Fr. Frederick Faber on the absolute primacy of Christ

Fr. Frederick Faber (1814-1863): convert to Catholicism from the Anglican ecclesial community, poet and songwriter (ie. Faith of our Fathers), author of many profound volumes both devotional and doctrinal on the Catholic Faith. Fr. Faber held the Franciscan position of Bl. John Duns Scotus on the Incarnation, namely that Christ has absolute primacy in God’s plan quite apart from any consideration of sin and, with and subordinate to Christ, Mary was predestined to be the Mother of God (Theotokos) with a subordinate primacy above all men and angels. The following is a snippet from a conference given by Msgr. Arthur B. Calkins where he shows the eloquent expressions of Fr. Faber illustrating the absolute primacy of Christ Jesus:

[…]It should be noted that, while Faber did not hesitate to employ the hypothetical mode of defending the Scotist position, his aim always went beyond such a limited formulation. What he underscored was that “Jesus was decreed before all creatures, and therefore before the permission of sin”.
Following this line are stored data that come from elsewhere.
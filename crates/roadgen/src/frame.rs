//! Position/rotation/scale frames in 3D (scale, then rotate, then translate).
//!
//! Purpose
//! - Align a piece's local boundary into world space and chain pieces
//!   end-to-start by frame composition.
//!
//! Inversion policy
//! - `inverse_transform_point` is exact for any frame whose scale components
//!   are all non-zero (component-wise inverse of the TRS map).
//! - `inverse_transform_frame` additionally requires a uniform scale on `self`:
//!   with a non-uniform scale the composition of two TRS frames is generally
//!   sheared and cannot be represented as a frame, so it is rejected with
//!   `FrameError::NonUniformScale` instead of returning a silently wrong frame.

use nalgebra::{Matrix4, Quaternion, UnitQuaternion, Vector3};
use thiserror::Error;

use crate::geom2::EPS;

/// Reasons a frame cannot be inverted.
#[derive(Clone, Copy, Debug, Error, PartialEq)]
pub enum FrameError {
    #[error("frame scale has a zero or non-finite component: {0:?}")]
    ZeroScale(Vector3<f64>),
    #[error("frame inversion needs a uniform scale, got {0:?}")]
    NonUniformScale(Vector3<f64>),
}

/// Local coordinate system relative to world space.
///
/// Invariant: `rotation` is a unit quaternion (enforced by the type).
#[derive(Clone, Copy, Debug, PartialEq)]
pub struct AffineFrame {
    pub position: Vector3<f64>,
    pub rotation: UnitQuaternion<f64>,
    pub scale: Vector3<f64>,
}

impl Default for AffineFrame {
    fn default() -> Self {
        Self::identity()
    }
}

impl AffineFrame {
    #[inline]
    pub fn new(position: Vector3<f64>, rotation: UnitQuaternion<f64>, scale: Vector3<f64>) -> Self {
        Self {
            position,
            rotation,
            scale,
        }
    }

    #[inline]
    pub fn identity() -> Self {
        Self::new(Vector3::zeros(), UnitQuaternion::identity(), Vector3::repeat(1.0))
    }

    /// Unit-scale frame.
    #[inline]
    pub fn rigid(position: Vector3<f64>, rotation: UnitQuaternion<f64>) -> Self {
        Self::new(position, rotation, Vector3::repeat(1.0))
    }

    /// Local → world.
    #[inline]
    pub fn transform_point(&self, local: &Vector3<f64>) -> Vector3<f64> {
        self.rotation * self.scale.component_mul(local) + self.position
    }

    /// Express a frame given in this frame's local space in world space.
    pub fn transform_frame(&self, other: &AffineFrame) -> AffineFrame {
        AffineFrame {
            position: self.transform_point(&other.position),
            rotation: self.rotation * other.rotation,
            scale: self.scale.component_mul(&other.scale),
        }
    }

    /// World → local.
    pub fn inverse_transform_point(&self, world: &Vector3<f64>) -> Result<Vector3<f64>, FrameError> {
        self.check_invertible()?;
        let unrotated = self.rotation.inverse_transform_vector(&(world - self.position));
        Ok(unrotated.component_div(&self.scale))
    }

    /// Express a world-space frame in this frame's local space.
    ///
    /// Round-trips with `transform_frame` when `self.scale` is uniform.
    pub fn inverse_transform_frame(&self, other: &AffineFrame) -> Result<AffineFrame, FrameError> {
        if !self.has_uniform_scale() {
            return Err(FrameError::NonUniformScale(self.scale));
        }
        Ok(AffineFrame {
            position: self.inverse_transform_point(&other.position)?,
            rotation: self.rotation.inverse() * other.rotation,
            scale: other.scale.component_div(&self.scale),
        })
    }

    /// Homogeneous TRS matrix `T · R · S`.
    pub fn to_homogeneous(&self) -> Matrix4<f64> {
        Matrix4::new_translation(&self.position)
            * self.rotation.to_homogeneous()
            * Matrix4::new_nonuniform_scaling(&self.scale)
    }

    #[inline]
    pub fn has_uniform_scale(&self) -> bool {
        let s = self.scale;
        (s.x - s.y).abs() <= EPS && (s.x - s.z).abs() <= EPS
    }

    /// Conjugate by the reflection `x ↦ -x`: the same frame seen in a mirror
    /// across the YZ plane. Rotations keep their axis' y/z parts and flip sense.
    pub fn mirrored_x(&self) -> AffineFrame {
        let q = self.rotation.quaternion();
        AffineFrame {
            position: Vector3::new(-self.position.x, self.position.y, self.position.z),
            rotation: UnitQuaternion::new_unchecked(Quaternion::new(q.w, q.i, -q.j, -q.k)),
            scale: self.scale,
        }
    }

    fn check_invertible(&self) -> Result<(), FrameError> {
        if self.scale.iter().any(|c| *c == 0.0 || !c.is_finite()) {
            return Err(FrameError::ZeroScale(self.scale));
        }
        Ok(())
    }
}
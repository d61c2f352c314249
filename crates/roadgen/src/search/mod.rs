//! Backtracking piece-choice search.
//!
//! Purpose
//! - `CombinationSearch`: a resumable DFS state machine over a complete tree
//!   with fixed branching factor and depth. It only tracks choices; callers
//!   report each choice as valid or invalid.
//! - `ChoiceEngine`: drives a `CombinationSearch` with shape overlap tests to
//!   find the next piece whose lookahead chain fits the world.
//!
//! Status and errors
//! - Exhaustion is a routine outcome (`SearchStatus::Exhausted`), not an error.
//! - Contract violations (stepping before reset, reading a choice too early,
//!   stepping a finished raw search) and iteration caps are `SearchError`s.
//! - Nothing in here logs; reporting is left to the caller.
//!
//! Concurrency
//! - Single-threaded and step-driven. A session is replaced wholesale by the
//!   next `reset`; abandoning one needs no cleanup.

mod combination;
mod engine;
mod types;

pub use combination::CombinationSearch;
pub use engine::ChoiceEngine;
pub use types::{SearchCfg, SearchError, SearchStatus, UNASSIGNED};
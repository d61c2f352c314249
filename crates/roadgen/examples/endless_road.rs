//! Grow a road with the built-in pieces and print the chain after each placement.
//!
//! Usage:
//!   cargo run -p roadgen --example endless_road -- [seed]

use roadgen::generator::{GeneratorCfg, RoadGenerator, TargetLengthPolicy};
use roadgen::piece::presets::standard_catalog;

fn main() {
    let seed = std::env::args()
        .nth(1)
        .and_then(|s| s.parse().ok())
        .unwrap_or(2025u64);
    let policy = TargetLengthPolicy::new(12, 2, seed);
    let mut road = match RoadGenerator::new(GeneratorCfg::default(), standard_catalog(), policy) {
        Ok(road) => road,
        Err(err) => {
            eprintln!("cannot start generator: {err}");
            return;
        }
    };
    for tick in 0..80 {
        let report = match road.tick() {
            Ok(report) => report,
            Err(err) => {
                eprintln!("tick {tick}: {err}");
                return;
            }
        };
        if let Some(seq) = report.placed {
            let end = road.chain_end().position;
            let ids: Vec<String> = road.pieces().iter().map(|p| p.id.to_string()).collect();
            println!(
                "tick {tick:>3}: placed #{seq:<3} end=({:7.2}, {:5.2}, {:7.2})  [{}]",
                end.x,
                end.y,
                end.z,
                ids.join(" ")
            );
        } else if report.no_choice {
            println!("tick {tick:>3}: no choice");
        }
    }
}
Faber clearly saw the implications of the Scotist thesis in establishing the predestination and primacy of Christ. Here is how he put the matter in his last work and masterpiece, Bethlehem:

What then was the first aspect of creation in the divine mind, if we may use the word “first”, of that which was eternal? There may at least be a priority of order, even though there be no priority of time. There is precedence in decrees, even where there is not succession. The first aspect of creation, as it lay in the mind of God, was a created nature assumed to his own uncreated nature in a Divine Person. In other words, the first sight in creation was the Babe of Bethlehem. The first step outside of God, the first standing-point in creation, is the created nature assumed to a Divine Person. Through this, as it were, lay the passage from the Creator to creatures. This was the point of union, the junction between the finite and the Infinite, the creature blending unconfusedly with the Creator. This first-born creature, this Sacred Humanity, was not only the primal creature, but it was also the cause of all other creatures whatsoever. … Its predestination is the fountain of all other predestinations. The whole meaning of creation, equally with the destinies of each individual creature, is bound up with this created Nature assumed to a Divine Person. [40]

Consistent expositor of the Scotistic thesis that Faber was, he recognized that it provides a marvellous key for entering into the mystery that “all things were created through him and for him. He is before all things, and in him all things hold together” (Col. 1:16-17). “This means”, as Juniper Carol put it, “that in the divine mind from all eternity the creation of the universe and everything in it was based on Christ, had Christ as its foundation, fulcrum and support.” [41] Faber also rightly dwelt on the biblical datum that the Father “chose us in him before the foundation of the world, that we should be holy and blameless before him. He predestined us in love to be his sons through Jesus Christ” (Eph. 1:4-5). Thus the predestination of the elect is conditioned on Christ, and not the other way around. It presupposes the existence of Christ present to the mind of God in His eternal plans. [42]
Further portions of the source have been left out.